[Start of Attachment]

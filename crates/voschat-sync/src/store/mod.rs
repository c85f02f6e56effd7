//! In-memory message store for one conversation.

mod entry;
pub mod message_store;

pub use entry::LocalId;
pub use message_store::{Delta, MessageStore, Subscription};
//! Persistent client settings at `<config_dir>/voschat/config.json`.

use serde::{Deserialize, Serialize};
use std::fs;
use std::path::{Path, PathBuf};
use tracing::{debug, warn};

pub const ENV_BASE_URL: &str = "VOSCHAT_BASE_URL";
pub const ENV_WS_URL: &str = "VOSCHAT_WS_URL";
pub const ENV_USER: &str = "VOSCHAT_USER";

#[derive(Debug, Clone, PartialEq, Serialize, Deserialize)]
pub struct Settings {
    #[serde(default = "default_base_url")]
    pub base_url: String,
    #[serde(default = "default_ws_url")]
    pub ws_url: String,
    /// Default sender for commands that post messages.
    #[serde(default)]
    pub user: Option<String>,
    #[serde(default = "default_request_timeout_ms")]
    pub request_timeout_ms: u64,
    #[serde(default = "default_reconnect_initial_ms")]
    pub reconnect_initial_ms: u64,
    #[serde(default = "default_reconnect_max_ms")]
    pub reconnect_max_ms: u64,
}

fn default_base_url() -> String {
    "http://localhost:8080/api".to_string()
}

fn default_ws_url() -> String {
    "ws://localhost:8080/ws".to_string()
}

fn default_request_timeout_ms() -> u64 {
    30000
}

fn default_reconnect_initial_ms() -> u64 {
    500
}

fn default_reconnect_max_ms() -> u64 {
    30000
}

impl Default for Settings {
    fn default() -> Self {
        Settings {
            base_url: default_base_url(),
            ws_url: default_ws_url(),
            user: None,
            request_timeout_ms: default_request_timeout_ms(),
            reconnect_initial_ms: default_reconnect_initial_ms(),
            reconnect_max_ms: default_reconnect_max_ms(),
        }
    }
}

/// Default location of the settings file.
pub fn config_path() -> Option<PathBuf> {
    dirs::config_dir().map(|d| d.join("voschat").join("config.json"))
}

impl Settings {
    /// Load from `path` (or the default location), then apply environment overrides.
    pub fn load(path: Option<&Path>) -> anyhow::Result<Self> {
        let path = match path {
            Some(p) => Some(p.to_path_buf()),
            None => config_path(),
        };
        let mut settings = match path {
            Some(p) => Self::load_from(&p)?,
            None => {
                warn!("Could not determine config dir, using default settings");
                Settings::default()
            }
        };
        settings.apply_overrides(|key| std::env::var(key).ok());
        Ok(settings)
    }

    /// Read a settings file. Missing, empty or corrupt files yield defaults.
    pub fn load_from(path: &Path) -> anyhow::Result<Self> {
        if !path.exists() {
            debug!("No settings at {:?}, using defaults", path);
            return Ok(Settings::default());
        }

        let content = fs::read_to_string(path)?;
        if content.trim().is_empty() {
            warn!("Settings file {:?} is empty, using defaults", path);
            return Ok(Settings::default());
        }

        match serde_json::from_str(&content) {
            Ok(settings) => Ok(settings),
            Err(e) => {
                warn!(
                    "Failed to parse settings at {:?} ({}), using defaults",
                    path, e
                );
                Ok(Settings::default())
            }
        }
    }

    /// Override fields from `VOSCHAT_*` variables as resolved by `lookup`.
    pub fn apply_overrides(&mut self, lookup: impl Fn(&str) -> Option<String>) {
        let set = |key: &str| lookup(key).filter(|v| !v.trim().is_empty());
        if let Some(base_url) = set(ENV_BASE_URL) {
            self.base_url = base_url;
        }
        if let Some(ws_url) = set(ENV_WS_URL) {
            self.ws_url = ws_url;
        }
        if let Some(user) = set(ENV_USER) {
            self.user = Some(user);
        }
    }

    /// Write pretty JSON to `path`, creating parent directories.
    pub fn save_to(&self, path: &Path) -> anyhow::Result<()> {
        if let Some(parent) = path.parent() {
            fs::create_dir_all(parent)?;
        }
        let json = serde_json::to_string_pretty(self)?;
        fs::write(path, json)?;
        Ok(())
    }

    pub fn save(&self) -> anyhow::Result<PathBuf> {
        let path =
            config_path().ok_or_else(|| anyhow::anyhow!("Could not determine config dir"))?;
        self.save_to(&path)?;
        Ok(path)
    }
}
use serde::{Deserialize, Serialize};

/// A one-to-one or group conversation.
#[derive(Debug, Clone, PartialEq, Eq, Serialize, Deserialize)]
pub struct Chat {
    pub id: String,
    pub name: String,
    /// Member user ids; order carries no meaning.
    pub members: Vec<String>,
    pub is_group: bool,
    pub created: String,
}

impl Chat {
    pub fn has_member(&self, user_id: &str) -> bool {
        self.members.iter().any(|m| m == user_id)
    }
}

/// Body of `POST /chats`.
#[derive(Debug, Clone, PartialEq, Eq, Serialize, Deserialize)]
pub struct CreateChatRequest {
    pub name: String,
    pub members: Vec<String>,
}
//! Metadata for an uploaded file.

use serde::{Deserialize, Serialize};

/// Server-side description of an uploaded file. Immutable once built.
#[derive(Debug, Clone, PartialEq, Eq, Hash, Serialize, Deserialize)]
pub struct FileInfo {
    id: String,
    file_name: String,
    file_size: u64,
    file_type: String,
    file_url: String,
}

impl FileInfo {
    pub fn new(
        id: impl Into<String>,
        file_name: impl Into<String>,
        file_size: u64,
        file_type: impl Into<String>,
        file_url: impl Into<String>,
    ) -> Self {
        Self {
            id: id.into(),
            file_name: file_name.into(),
            file_size,
            file_type: file_type.into(),
            file_url: file_url.into(),
        }
    }

    pub fn id(&self) -> &str {
        &self.id
    }

    pub fn file_name(&self) -> &str {
        &self.file_name
    }

    pub fn file_size(&self) -> u64 {
        self.file_size
    }

    pub fn file_type(&self) -> &str {
        &self.file_type
    }

    pub fn file_url(&self) -> &str {
        &self.file_url
    }
}
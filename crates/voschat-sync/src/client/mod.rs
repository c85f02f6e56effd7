//! HTTP side of the chat client: configuration, REST calls and reconnect policy.

mod config;
pub mod rest;
pub mod retry;
mod utils;

pub use config::ClientConfig;
pub use rest::{upload_form, RestClient};
pub use retry::{Backoff, BackoffConfig};
pub use utils::*;
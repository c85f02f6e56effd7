//! Error types for the sync core.

use thiserror::Error;

/// Result type for sync operations.
pub type Result<T> = std::result::Result<T, SyncError>;

/// Failure to map a wire payload onto a typed record.
#[derive(Error, Debug, Clone, PartialEq, Eq)]
pub enum CodecError {
    #[error("invalid JSON for {kind}: {reason}")]
    Structure { kind: &'static str, reason: String },

    #[error("invalid {kind}: {reason}")]
    Invalid { kind: &'static str, reason: String },

    #[error("failed to encode {kind}: {reason}")]
    Encode { kind: &'static str, reason: String },
}

/// Errors that can occur while talking to the chat server or syncing state.
#[derive(Error, Debug)]
#[non_exhaustive]
pub enum SyncError {
    #[error("Network error: {0}")]
    Network(String),

    #[error("Decode error: {0}")]
    Decode(#[from] CodecError),

    #[error("Server error: {0}")]
    Server(String),

    #[error("Not found: {0}")]
    NotFound(String),

    #[error("Malformed frame: {0}")]
    MalformedFrame(String),

    #[error("Channel closed")]
    ChannelClosed,

    #[error("Configuration error: {0}")]
    Config(String),

    #[error("Invalid state: {0}")]
    InvalidState(String),
}

impl SyncError {
    /// Whether a caller-driven retry has a chance of succeeding.
    #[inline]
    #[must_use]
    pub fn is_retryable(&self) -> bool {
        matches!(self, SyncError::Network(_))
    }

    #[inline]
    #[must_use]
    pub fn is_not_found(&self) -> bool {
        matches!(self, SyncError::NotFound(_))
    }
}

impl From<reqwest::Error> for SyncError {
    fn from(err: reqwest::Error) -> Self {
        SyncError::Network(err.to_string())
    }
}

impl From<tokio_tungstenite::tungstenite::Error> for SyncError {
    fn from(err: tokio_tungstenite::tungstenite::Error) -> Self {
        SyncError::Network(err.to_string())
    }
}

#[cfg(test)]
mod tests {
    use super::*;

    #[test]
    fn test_network_is_retryable() {
        assert!(SyncError::Network("reset".into()).is_retryable());
        assert!(!SyncError::Server("nope".into()).is_retryable());
        assert!(!SyncError::ChannelClosed.is_retryable());
    }

    #[test]
    fn test_codec_error_converts_to_decode() {
        let err: SyncError = CodecError::Invalid {
            kind: "Message",
            reason: "empty sender".into(),
        }
        .into();
        assert!(matches!(err, SyncError::Decode(_)));
        assert_eq!(err.to_string(), "Decode error: invalid Message: empty sender");
    }

    #[test]
    fn test_not_found_display() {
        let err = SyncError::NotFound("message missing-id".into());
        assert!(err.is_not_found());
        assert_eq!(err.to_string(), "Not found: message missing-id");
    }
}
//! WebSocket transport for the realtime channel.

use crate::error::{Result, SyncError};
use crate::traits::{FrameConnection, FrameConnector};
use async_trait::async_trait;
use futures::{SinkExt, StreamExt};
use std::time::Duration;
use tokio_tungstenite::connect_async;
use tokio_tungstenite::tungstenite::Message as WsMessage;
use tracing::debug;

/// [`FrameConnector`] over tokio-tungstenite. Only text frames are surfaced.
#[derive(Debug, Clone)]
pub struct WsConnector {
    connect_timeout: Duration,
}

impl WsConnector {
    pub fn new(connect_timeout: Duration) -> Self {
        Self { connect_timeout }
    }
}

impl Default for WsConnector {
    fn default() -> Self {
        Self::new(Duration::from_secs(10))
    }
}

#[async_trait]
impl FrameConnector for WsConnector {
    async fn connect(&self, url: &str) -> Result<FrameConnection> {
        debug!("[WS] connecting to {}", url);
        let (ws, _response) = tokio::time::timeout(self.connect_timeout, connect_async(url))
            .await
            .map_err(|_| {
                SyncError::Network(format!(
                    "connect to {} timed out after {:?}",
                    url, self.connect_timeout
                ))
            })??;

        let (write, read) = ws.split();
        let sink = write
            .sink_map_err(SyncError::from)
            .with(|text: String| async move { Ok::<_, SyncError>(WsMessage::Text(text)) });
        let stream = read.filter_map(|item| async move {
            match item {
                Ok(WsMessage::Text(text)) => Some(Ok(text)),
                Ok(WsMessage::Binary(data)) => {
                    debug!("[WS-In] ignoring binary frame ({} bytes)", data.len());
                    None
                }
                Ok(_) => None,
                Err(e) => Some(Err(SyncError::from(e))),
            }
        });

        Ok(FrameConnection {
            sink: Box::pin(sink),
            stream: Box::pin(stream),
        })
    }
}
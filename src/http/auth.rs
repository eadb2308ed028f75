//! HTTP authentication capabilities

use async_trait::async_trait;
use base64::Engine;

use crate::error::{Result, XhrError};
use crate::header::SharedHeaderSet;

/// Something that writes authorization material into a request's headers.
///
/// Runs concurrently with other auth capabilities and build hooks; it must not
/// assume any ordering relative to them.
#[async_trait]
pub trait Auth: Send + Sync {
    async fn build(&self, headers: &SharedHeaderSet) -> Result<()>;
}

/// `Authorization: Basic ...`
#[derive(Debug, Clone)]
pub struct BasicAuth {
    pub username: String,
    pub password: String,
}

impl BasicAuth {
    pub fn new(username: impl Into<String>, password: impl Into<String>) -> Self {
        Self {
            username: username.into(),
            password: password.into(),
        }
    }

    /// Parse `user:password`; a missing password is empty.
    pub fn parse(input: &str) -> Result<Self> {
        let (username, password) = parse_user_pass(input)?;
        Ok(Self { username, password })
    }

    pub fn header_value(&self) -> String {
        let credentials = format!("{}:{}", self.username, self.password);
        let encoded = base64::engine::general_purpose::STANDARD.encode(credentials.as_bytes());
        format!("Basic {}", encoded)
    }
}

#[async_trait]
impl Auth for BasicAuth {
    async fn build(&self, headers: &SharedHeaderSet) -> Result<()> {
        headers.lock().set("authorization", self.header_value());
        Ok(())
    }
}

/// `Authorization: Bearer ...`
#[derive(Debug, Clone)]
pub struct BearerAuth {
    pub token: String,
}

impl BearerAuth {
    pub fn new(token: impl Into<String>) -> Self {
        Self {
            token: token.into(),
        }
    }
}

#[async_trait]
impl Auth for BearerAuth {
    async fn build(&self, headers: &SharedHeaderSet) -> Result<()> {
        if self.token.is_empty() {
            return Err(XhrError::Auth("Bearer token is empty".to_string()));
        }
        headers
            .lock()
            .set("authorization", format!("Bearer {}", self.token));
        Ok(())
    }
}

/// Parse user:password format
pub fn parse_user_pass(input: &str) -> Result<(String, String)> {
    match input.split_once(':') {
        Some((user, pass)) if !user.is_empty() => Ok((user.to_string(), pass.to_string())),
        None if !input.is_empty() => Ok((input.to_string(), String::new())),
        _ => Err(XhrError::Auth("Invalid user:password format".to_string())),
    }
}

[End of Attachment]

- **WORK TASK**
Read the lines above. Gather those in which the string "using" is found.

- **ANSWER TO THE PROBLEM**
                warn!("Could not determine config dir, using default settings");
            debug!("No settings at {:?}, using defaults", path);
            warn!("Settings file {:?} is empty, using defaults", path);
                    "Failed to parse settings at {:?} ({}), using defaults",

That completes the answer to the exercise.